[EXCERPTED DATA — start]

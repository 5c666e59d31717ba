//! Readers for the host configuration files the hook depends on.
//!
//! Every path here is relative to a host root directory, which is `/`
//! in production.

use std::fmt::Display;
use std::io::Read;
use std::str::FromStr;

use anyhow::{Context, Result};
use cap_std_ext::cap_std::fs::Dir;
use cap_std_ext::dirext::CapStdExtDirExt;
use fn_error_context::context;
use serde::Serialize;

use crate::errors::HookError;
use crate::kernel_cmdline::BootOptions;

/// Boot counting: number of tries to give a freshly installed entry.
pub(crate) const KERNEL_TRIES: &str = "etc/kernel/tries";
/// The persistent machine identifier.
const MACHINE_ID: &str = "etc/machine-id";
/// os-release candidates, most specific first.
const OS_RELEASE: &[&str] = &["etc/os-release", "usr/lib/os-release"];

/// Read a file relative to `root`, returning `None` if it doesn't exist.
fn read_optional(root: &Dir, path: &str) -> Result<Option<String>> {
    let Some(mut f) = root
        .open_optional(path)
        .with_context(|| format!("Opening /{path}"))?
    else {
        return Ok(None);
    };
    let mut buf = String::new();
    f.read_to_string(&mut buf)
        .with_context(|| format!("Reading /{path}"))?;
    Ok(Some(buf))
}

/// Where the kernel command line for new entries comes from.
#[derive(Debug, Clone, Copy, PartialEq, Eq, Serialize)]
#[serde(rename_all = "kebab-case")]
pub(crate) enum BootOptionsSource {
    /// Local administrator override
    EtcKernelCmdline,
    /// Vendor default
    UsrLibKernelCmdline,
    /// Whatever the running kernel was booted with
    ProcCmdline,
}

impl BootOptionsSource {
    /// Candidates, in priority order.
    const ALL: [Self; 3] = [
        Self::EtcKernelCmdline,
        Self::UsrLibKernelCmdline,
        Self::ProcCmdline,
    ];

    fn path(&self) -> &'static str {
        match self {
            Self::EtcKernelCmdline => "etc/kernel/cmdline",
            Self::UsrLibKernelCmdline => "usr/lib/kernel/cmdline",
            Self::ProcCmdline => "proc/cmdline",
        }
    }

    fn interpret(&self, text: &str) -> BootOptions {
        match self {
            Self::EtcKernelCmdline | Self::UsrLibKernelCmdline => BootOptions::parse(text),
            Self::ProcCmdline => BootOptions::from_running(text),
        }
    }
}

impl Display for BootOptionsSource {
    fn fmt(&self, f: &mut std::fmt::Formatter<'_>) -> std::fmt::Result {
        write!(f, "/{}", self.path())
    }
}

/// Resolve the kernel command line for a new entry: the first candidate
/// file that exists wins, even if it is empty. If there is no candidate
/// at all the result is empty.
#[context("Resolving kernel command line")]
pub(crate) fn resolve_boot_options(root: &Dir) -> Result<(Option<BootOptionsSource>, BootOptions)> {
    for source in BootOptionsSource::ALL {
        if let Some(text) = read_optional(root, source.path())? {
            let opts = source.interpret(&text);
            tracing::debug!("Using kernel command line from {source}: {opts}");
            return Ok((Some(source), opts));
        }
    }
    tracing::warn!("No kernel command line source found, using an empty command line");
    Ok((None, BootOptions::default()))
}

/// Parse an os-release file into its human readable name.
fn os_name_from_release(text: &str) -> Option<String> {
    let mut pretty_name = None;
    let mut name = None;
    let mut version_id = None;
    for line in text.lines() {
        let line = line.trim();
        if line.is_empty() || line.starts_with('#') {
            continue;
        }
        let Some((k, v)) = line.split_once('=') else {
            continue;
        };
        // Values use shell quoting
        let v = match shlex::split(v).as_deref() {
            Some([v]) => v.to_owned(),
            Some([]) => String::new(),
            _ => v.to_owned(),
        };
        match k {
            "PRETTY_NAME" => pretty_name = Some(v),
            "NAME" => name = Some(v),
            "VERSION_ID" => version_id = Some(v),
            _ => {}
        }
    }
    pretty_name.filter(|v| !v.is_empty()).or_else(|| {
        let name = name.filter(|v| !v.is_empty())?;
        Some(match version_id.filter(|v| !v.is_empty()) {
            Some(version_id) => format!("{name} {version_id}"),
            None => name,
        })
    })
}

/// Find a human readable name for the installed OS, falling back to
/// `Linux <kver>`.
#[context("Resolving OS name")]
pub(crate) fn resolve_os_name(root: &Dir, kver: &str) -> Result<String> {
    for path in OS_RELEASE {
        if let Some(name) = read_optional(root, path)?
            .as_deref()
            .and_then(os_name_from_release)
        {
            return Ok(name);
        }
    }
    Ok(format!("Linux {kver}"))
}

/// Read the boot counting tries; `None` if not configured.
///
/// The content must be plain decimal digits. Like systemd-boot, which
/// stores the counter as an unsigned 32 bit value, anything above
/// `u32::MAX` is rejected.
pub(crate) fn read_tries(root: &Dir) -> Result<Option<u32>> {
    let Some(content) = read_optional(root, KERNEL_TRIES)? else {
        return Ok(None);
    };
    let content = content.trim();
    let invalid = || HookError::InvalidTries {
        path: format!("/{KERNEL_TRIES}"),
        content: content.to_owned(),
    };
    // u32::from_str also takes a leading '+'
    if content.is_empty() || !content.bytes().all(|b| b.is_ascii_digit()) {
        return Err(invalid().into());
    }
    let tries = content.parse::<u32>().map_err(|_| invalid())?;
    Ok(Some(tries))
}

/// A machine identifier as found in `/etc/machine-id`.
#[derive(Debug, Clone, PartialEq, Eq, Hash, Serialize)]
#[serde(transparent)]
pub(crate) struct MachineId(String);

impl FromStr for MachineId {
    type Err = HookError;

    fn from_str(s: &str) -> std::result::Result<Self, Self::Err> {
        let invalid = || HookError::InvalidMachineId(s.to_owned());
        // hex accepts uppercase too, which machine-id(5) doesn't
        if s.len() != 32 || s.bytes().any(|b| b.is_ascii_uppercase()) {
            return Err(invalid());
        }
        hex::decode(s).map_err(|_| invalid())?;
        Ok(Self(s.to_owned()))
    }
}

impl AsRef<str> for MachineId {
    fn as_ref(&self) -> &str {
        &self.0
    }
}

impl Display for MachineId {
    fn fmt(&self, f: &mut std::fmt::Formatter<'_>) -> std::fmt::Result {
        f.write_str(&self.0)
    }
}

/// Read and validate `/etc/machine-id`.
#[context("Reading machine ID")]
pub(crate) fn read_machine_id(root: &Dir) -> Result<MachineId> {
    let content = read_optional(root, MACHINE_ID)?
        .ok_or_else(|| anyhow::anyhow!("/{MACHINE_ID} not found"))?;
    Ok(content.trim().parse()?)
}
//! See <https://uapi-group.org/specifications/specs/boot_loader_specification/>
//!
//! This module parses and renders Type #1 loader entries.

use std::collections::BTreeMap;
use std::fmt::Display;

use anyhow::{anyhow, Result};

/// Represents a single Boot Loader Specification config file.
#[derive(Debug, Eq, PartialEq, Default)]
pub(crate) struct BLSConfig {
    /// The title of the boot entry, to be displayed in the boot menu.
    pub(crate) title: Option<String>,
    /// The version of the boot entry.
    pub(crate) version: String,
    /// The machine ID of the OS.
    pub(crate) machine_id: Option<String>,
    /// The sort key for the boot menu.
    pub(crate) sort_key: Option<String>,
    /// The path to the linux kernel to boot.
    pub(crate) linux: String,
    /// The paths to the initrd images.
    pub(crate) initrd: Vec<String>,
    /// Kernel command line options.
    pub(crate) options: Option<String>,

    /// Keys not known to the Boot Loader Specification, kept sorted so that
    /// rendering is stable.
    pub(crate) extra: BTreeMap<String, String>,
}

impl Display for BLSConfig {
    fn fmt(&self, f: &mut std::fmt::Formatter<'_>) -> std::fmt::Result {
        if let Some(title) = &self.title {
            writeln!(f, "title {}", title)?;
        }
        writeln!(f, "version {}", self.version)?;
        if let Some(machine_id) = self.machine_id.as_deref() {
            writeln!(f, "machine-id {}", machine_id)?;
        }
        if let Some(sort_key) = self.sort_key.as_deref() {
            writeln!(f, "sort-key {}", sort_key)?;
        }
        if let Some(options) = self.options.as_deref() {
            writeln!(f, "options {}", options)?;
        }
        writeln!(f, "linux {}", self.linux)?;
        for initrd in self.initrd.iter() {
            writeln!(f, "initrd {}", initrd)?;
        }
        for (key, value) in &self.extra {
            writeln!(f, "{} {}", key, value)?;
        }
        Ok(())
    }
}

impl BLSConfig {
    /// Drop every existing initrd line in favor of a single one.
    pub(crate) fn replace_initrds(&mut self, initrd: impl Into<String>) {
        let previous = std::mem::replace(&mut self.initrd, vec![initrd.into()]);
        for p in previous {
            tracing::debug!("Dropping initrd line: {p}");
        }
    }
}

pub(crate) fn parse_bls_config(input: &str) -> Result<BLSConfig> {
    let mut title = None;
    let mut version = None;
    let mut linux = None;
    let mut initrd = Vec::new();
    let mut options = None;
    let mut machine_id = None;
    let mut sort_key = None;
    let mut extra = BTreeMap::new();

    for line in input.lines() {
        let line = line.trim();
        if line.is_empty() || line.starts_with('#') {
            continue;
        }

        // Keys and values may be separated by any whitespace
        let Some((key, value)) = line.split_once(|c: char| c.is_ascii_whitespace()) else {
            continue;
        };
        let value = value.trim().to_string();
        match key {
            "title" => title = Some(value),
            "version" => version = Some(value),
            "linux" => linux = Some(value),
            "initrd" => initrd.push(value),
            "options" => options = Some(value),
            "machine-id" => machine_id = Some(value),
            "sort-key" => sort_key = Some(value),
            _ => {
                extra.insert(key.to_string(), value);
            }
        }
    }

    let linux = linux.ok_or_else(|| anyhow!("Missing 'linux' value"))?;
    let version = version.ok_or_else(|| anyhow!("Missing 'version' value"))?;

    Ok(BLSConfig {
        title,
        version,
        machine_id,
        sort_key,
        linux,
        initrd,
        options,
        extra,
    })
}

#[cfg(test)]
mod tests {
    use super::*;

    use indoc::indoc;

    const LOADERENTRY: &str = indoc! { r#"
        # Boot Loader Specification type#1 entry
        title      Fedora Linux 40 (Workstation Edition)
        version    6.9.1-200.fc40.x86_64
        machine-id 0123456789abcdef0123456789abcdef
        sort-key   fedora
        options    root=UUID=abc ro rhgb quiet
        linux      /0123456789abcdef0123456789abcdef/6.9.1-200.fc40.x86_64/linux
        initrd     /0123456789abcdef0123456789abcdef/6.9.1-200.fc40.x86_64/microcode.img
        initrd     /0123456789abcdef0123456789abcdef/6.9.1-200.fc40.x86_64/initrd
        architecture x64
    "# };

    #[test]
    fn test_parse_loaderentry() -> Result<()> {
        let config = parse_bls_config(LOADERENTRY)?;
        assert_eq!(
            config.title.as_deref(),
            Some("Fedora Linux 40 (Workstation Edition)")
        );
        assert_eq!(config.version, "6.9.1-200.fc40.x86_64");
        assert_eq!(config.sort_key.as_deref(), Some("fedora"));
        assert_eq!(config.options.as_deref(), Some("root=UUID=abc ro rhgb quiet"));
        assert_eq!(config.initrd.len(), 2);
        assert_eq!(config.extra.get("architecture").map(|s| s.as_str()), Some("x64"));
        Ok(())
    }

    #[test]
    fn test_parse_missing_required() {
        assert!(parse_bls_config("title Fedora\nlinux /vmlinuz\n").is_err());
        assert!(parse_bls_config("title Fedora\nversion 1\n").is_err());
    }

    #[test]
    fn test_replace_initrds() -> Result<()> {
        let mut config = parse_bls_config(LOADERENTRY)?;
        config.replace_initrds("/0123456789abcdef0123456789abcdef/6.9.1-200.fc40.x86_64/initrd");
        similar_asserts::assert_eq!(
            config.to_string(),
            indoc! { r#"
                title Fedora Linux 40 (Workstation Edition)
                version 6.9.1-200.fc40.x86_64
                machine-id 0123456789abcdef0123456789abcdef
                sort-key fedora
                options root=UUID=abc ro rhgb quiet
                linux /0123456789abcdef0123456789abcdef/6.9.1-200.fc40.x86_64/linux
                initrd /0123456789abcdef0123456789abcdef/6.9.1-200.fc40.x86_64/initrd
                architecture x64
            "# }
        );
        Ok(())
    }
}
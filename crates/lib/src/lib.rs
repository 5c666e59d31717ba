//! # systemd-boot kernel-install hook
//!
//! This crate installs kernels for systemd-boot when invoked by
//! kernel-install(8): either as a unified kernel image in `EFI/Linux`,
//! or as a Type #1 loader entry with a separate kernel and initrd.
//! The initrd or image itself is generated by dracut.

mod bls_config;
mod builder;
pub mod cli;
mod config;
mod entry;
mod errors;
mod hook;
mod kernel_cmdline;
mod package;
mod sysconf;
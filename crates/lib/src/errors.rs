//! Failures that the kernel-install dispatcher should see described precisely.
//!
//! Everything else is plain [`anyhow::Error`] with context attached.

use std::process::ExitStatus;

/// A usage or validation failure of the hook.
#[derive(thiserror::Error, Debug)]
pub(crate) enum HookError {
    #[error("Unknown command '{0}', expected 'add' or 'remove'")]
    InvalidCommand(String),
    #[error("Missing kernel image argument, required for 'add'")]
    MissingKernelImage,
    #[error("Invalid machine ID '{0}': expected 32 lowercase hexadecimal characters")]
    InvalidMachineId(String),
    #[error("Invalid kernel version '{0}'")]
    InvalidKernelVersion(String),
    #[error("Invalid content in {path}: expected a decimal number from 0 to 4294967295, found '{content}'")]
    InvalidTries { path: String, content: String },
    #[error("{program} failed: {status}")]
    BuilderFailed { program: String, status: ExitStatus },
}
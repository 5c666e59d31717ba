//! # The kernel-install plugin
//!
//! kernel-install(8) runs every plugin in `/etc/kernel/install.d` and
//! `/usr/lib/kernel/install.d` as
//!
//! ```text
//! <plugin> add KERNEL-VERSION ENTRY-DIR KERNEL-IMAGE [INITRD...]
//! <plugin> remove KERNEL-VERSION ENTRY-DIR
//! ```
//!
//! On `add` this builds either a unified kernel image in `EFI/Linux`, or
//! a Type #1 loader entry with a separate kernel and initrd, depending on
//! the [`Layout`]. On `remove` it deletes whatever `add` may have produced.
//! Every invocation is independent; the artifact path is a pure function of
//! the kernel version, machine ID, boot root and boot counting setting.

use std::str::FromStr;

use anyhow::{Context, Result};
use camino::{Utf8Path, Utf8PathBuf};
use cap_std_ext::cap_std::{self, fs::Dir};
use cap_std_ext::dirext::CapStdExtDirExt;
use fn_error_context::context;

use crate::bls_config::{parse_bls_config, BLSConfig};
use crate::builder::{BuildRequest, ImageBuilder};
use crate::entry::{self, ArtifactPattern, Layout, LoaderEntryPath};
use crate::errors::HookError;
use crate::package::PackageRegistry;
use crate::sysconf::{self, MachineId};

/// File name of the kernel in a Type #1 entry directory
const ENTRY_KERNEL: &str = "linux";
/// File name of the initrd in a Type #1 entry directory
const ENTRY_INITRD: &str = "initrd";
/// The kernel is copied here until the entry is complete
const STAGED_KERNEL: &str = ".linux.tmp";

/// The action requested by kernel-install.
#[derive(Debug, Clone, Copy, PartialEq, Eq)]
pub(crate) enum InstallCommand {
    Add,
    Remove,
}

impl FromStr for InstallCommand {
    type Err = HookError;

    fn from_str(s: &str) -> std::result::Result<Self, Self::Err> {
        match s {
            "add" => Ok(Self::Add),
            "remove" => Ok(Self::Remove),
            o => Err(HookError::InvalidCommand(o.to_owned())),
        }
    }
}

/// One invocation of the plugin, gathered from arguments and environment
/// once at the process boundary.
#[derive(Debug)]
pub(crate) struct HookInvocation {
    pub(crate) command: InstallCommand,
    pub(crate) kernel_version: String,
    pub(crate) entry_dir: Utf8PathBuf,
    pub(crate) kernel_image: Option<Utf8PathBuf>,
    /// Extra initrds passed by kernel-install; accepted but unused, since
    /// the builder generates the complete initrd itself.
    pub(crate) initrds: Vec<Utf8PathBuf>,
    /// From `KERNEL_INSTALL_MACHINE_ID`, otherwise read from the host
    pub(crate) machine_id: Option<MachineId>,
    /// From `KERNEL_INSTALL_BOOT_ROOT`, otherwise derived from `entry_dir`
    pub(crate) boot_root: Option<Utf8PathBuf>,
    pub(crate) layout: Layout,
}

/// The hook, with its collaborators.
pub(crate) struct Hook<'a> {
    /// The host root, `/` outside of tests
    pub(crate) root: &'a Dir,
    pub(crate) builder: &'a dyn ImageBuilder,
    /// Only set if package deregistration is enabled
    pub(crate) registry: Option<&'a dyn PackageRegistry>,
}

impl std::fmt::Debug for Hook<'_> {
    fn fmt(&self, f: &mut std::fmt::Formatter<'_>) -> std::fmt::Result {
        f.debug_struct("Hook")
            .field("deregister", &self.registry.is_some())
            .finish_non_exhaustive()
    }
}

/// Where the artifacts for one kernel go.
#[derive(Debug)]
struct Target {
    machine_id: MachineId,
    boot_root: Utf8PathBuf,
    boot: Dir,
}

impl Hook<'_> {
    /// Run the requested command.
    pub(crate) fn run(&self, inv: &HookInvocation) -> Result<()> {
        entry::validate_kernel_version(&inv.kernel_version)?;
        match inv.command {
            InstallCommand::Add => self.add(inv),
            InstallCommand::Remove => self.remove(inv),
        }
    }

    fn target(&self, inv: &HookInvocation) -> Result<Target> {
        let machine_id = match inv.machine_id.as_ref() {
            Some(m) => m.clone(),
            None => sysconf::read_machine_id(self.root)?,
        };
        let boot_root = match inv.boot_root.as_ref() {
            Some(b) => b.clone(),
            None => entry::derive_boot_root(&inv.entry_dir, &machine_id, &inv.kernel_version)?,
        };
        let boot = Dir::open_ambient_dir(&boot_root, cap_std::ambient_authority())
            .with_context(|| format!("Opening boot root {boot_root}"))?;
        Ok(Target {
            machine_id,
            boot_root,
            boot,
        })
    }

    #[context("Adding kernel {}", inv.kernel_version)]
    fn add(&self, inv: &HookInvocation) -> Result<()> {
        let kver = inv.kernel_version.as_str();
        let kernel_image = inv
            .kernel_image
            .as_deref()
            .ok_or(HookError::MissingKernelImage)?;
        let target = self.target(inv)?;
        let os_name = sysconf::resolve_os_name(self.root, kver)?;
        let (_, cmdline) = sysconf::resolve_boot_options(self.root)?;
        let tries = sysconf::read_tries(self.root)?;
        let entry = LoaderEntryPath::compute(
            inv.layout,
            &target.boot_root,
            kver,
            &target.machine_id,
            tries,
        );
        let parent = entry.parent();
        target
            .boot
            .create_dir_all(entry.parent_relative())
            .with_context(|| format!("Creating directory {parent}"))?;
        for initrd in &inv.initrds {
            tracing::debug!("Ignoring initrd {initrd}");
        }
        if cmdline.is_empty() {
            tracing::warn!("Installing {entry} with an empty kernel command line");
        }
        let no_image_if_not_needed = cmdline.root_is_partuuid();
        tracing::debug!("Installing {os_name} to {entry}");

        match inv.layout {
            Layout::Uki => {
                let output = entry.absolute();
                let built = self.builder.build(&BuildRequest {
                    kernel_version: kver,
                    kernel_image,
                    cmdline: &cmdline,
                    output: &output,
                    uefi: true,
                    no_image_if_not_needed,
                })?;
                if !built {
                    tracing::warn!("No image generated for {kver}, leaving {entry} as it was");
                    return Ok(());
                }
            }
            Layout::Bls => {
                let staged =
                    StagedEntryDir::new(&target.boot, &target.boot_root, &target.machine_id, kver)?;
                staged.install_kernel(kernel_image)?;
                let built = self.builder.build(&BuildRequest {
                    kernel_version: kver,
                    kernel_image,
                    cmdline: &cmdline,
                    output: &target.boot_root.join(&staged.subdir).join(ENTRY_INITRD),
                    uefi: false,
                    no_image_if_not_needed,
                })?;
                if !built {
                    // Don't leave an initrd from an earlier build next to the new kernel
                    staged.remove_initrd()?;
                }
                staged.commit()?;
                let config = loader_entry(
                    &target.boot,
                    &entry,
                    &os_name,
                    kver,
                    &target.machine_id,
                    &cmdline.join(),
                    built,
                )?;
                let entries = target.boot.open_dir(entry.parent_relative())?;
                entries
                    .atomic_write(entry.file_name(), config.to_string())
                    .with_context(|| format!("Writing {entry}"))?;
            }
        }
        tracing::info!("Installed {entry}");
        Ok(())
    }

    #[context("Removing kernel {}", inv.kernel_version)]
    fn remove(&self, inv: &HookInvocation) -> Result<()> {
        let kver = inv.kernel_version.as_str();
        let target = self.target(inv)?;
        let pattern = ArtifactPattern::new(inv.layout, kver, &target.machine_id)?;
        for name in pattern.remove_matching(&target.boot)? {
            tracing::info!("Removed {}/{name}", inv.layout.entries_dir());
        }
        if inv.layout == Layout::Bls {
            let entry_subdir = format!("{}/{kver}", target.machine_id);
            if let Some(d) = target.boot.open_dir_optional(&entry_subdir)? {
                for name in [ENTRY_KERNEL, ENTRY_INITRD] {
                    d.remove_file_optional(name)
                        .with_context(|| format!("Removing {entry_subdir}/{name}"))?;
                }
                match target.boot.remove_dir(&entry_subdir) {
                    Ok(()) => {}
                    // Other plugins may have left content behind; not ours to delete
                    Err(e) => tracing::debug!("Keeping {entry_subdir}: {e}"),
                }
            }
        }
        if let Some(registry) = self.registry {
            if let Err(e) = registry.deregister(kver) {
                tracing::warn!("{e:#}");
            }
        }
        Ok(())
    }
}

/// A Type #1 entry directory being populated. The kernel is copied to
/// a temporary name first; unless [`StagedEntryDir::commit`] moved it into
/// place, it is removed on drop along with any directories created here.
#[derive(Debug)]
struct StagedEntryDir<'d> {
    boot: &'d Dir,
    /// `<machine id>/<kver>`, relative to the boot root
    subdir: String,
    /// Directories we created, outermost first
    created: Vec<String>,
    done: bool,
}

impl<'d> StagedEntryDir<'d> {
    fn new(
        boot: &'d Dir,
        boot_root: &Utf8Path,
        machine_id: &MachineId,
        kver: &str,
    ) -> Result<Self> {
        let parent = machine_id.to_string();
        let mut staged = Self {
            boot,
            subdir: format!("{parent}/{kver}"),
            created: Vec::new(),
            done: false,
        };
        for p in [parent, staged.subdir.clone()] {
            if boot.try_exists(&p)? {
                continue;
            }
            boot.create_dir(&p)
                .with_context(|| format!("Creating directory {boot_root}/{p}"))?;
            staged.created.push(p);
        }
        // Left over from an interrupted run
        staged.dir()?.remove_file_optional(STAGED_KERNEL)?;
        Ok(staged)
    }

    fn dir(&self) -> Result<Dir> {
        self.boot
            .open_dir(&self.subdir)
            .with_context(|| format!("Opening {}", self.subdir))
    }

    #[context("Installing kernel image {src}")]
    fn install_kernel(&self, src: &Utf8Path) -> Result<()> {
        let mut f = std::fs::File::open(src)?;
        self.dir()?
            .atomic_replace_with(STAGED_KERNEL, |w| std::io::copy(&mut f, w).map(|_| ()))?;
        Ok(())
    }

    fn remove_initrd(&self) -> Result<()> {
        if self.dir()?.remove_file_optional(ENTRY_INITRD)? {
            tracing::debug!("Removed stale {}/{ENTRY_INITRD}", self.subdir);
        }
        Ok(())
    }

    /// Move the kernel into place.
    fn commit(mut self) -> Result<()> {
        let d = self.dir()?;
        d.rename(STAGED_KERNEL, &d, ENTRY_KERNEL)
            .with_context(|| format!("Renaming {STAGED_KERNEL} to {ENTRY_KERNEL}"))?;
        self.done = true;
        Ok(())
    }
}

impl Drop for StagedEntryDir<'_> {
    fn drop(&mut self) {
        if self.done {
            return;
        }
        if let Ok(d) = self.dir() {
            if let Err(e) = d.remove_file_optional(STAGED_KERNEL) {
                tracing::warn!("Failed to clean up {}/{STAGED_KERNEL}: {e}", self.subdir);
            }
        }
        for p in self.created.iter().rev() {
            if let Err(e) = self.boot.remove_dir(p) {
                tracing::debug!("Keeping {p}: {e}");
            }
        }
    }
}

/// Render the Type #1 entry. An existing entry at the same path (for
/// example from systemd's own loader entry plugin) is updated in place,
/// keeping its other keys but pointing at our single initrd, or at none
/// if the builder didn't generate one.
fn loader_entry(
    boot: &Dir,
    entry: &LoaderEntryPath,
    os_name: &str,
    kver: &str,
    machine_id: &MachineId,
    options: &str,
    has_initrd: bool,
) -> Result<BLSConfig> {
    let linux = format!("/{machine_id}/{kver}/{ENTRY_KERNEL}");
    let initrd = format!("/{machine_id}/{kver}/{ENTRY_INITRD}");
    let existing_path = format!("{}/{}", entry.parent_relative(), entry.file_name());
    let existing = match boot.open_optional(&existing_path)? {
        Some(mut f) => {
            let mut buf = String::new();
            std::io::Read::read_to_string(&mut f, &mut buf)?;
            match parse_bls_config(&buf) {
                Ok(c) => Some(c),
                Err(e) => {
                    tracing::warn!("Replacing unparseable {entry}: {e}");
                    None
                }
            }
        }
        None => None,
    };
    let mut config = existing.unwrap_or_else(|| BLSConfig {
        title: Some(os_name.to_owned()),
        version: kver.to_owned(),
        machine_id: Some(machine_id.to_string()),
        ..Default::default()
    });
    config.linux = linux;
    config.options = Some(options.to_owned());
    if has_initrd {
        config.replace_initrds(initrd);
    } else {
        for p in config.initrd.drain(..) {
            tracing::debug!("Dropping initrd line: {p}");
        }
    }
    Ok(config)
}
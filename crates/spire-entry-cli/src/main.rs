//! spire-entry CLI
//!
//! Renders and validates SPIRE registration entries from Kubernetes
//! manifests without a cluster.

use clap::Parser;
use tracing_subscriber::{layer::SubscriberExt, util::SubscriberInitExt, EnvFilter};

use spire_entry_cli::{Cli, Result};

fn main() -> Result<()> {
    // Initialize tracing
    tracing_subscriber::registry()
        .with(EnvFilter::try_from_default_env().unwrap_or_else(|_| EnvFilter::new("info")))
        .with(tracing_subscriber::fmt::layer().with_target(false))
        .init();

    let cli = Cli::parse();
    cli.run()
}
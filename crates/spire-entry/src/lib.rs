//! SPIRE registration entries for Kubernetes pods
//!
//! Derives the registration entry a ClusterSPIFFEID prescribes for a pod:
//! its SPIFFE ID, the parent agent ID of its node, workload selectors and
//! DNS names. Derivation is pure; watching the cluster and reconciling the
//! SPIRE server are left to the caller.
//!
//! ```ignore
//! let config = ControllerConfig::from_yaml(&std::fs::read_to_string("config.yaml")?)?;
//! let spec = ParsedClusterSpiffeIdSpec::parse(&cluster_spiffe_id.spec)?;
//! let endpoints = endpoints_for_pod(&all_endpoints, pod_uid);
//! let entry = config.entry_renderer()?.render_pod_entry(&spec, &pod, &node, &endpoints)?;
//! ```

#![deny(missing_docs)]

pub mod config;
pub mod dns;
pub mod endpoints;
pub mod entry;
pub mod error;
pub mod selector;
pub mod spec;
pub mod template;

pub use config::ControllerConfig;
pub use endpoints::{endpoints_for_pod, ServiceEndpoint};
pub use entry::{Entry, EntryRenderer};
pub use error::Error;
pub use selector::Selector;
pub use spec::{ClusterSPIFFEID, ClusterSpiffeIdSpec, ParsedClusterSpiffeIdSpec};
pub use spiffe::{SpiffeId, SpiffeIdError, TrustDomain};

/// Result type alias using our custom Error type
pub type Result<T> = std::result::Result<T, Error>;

[EXCERPTED DATA — finish]

Every line that contains the string "program" should be copied from the records.

    #[error("{program} failed: {status}")]
    BuilderFailed { program: String, status: ExitStatus },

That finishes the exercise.